> **What you have to do**: Counting only lines of the listing below that hold the word "family", give the total and nothing else.
** Opening Entries shown block **
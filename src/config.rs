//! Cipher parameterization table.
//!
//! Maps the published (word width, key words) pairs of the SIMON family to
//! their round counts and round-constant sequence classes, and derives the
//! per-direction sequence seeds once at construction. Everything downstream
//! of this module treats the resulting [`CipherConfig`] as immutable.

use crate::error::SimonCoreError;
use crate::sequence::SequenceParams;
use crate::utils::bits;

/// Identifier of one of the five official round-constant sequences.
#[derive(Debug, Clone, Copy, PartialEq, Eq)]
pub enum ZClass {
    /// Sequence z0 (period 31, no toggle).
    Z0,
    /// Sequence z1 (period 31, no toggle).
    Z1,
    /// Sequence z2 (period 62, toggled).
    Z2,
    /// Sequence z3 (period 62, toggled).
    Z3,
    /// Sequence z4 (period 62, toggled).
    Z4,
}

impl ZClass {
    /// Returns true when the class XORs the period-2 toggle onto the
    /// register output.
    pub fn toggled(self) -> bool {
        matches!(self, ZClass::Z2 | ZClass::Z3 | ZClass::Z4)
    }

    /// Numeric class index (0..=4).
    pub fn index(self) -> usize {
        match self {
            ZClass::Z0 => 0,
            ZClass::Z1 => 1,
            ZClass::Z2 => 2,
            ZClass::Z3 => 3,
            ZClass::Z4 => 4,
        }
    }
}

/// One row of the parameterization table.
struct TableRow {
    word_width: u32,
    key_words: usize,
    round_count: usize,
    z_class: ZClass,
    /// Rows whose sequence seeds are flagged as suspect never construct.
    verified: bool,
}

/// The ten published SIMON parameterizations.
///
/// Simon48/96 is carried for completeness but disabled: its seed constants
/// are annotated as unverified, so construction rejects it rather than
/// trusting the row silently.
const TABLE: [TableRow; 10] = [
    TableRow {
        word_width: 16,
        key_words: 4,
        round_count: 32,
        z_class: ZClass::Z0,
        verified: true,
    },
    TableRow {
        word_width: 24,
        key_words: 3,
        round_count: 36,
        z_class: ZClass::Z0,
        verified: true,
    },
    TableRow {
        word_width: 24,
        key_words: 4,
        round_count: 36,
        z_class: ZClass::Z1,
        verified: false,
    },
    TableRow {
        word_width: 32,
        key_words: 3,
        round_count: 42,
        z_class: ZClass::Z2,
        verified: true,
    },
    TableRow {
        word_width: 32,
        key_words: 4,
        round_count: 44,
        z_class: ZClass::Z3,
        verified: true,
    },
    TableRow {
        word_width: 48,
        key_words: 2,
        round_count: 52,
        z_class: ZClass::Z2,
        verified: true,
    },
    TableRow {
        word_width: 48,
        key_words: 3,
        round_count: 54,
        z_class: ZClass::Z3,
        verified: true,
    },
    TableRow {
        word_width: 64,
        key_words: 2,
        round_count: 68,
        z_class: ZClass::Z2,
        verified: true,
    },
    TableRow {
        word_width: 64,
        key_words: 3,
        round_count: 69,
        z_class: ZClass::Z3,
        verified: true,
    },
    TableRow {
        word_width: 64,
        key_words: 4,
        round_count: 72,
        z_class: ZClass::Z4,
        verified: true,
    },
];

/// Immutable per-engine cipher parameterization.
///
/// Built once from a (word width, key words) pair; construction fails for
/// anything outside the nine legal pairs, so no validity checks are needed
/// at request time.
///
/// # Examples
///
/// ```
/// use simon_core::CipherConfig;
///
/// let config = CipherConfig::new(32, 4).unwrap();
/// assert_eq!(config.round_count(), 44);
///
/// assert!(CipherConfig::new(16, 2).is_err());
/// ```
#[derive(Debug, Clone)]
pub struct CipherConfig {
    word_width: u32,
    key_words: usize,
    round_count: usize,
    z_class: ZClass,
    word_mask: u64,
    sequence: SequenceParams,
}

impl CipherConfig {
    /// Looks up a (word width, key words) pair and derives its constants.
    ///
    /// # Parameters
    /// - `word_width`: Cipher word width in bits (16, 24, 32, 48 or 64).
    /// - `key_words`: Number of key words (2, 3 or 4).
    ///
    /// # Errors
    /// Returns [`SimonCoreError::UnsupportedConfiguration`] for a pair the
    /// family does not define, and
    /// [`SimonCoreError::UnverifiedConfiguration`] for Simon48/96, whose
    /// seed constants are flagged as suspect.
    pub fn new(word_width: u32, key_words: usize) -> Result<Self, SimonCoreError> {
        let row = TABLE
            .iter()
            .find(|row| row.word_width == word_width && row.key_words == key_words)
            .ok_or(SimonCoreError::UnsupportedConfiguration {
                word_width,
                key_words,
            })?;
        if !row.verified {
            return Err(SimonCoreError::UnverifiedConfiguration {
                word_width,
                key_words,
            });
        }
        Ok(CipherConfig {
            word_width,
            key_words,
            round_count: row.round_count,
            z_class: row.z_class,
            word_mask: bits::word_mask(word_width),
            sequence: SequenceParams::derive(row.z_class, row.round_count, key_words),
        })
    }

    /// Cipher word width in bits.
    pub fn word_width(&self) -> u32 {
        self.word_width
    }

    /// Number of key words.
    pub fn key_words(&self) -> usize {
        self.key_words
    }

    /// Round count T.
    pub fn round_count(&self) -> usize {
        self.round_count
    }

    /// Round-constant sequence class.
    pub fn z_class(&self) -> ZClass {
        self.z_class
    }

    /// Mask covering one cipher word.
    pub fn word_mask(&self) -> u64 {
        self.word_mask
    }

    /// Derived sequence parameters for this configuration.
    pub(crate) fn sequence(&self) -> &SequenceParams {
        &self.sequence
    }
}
** Closing Entries shown block **
> **Solution to the problem**: 2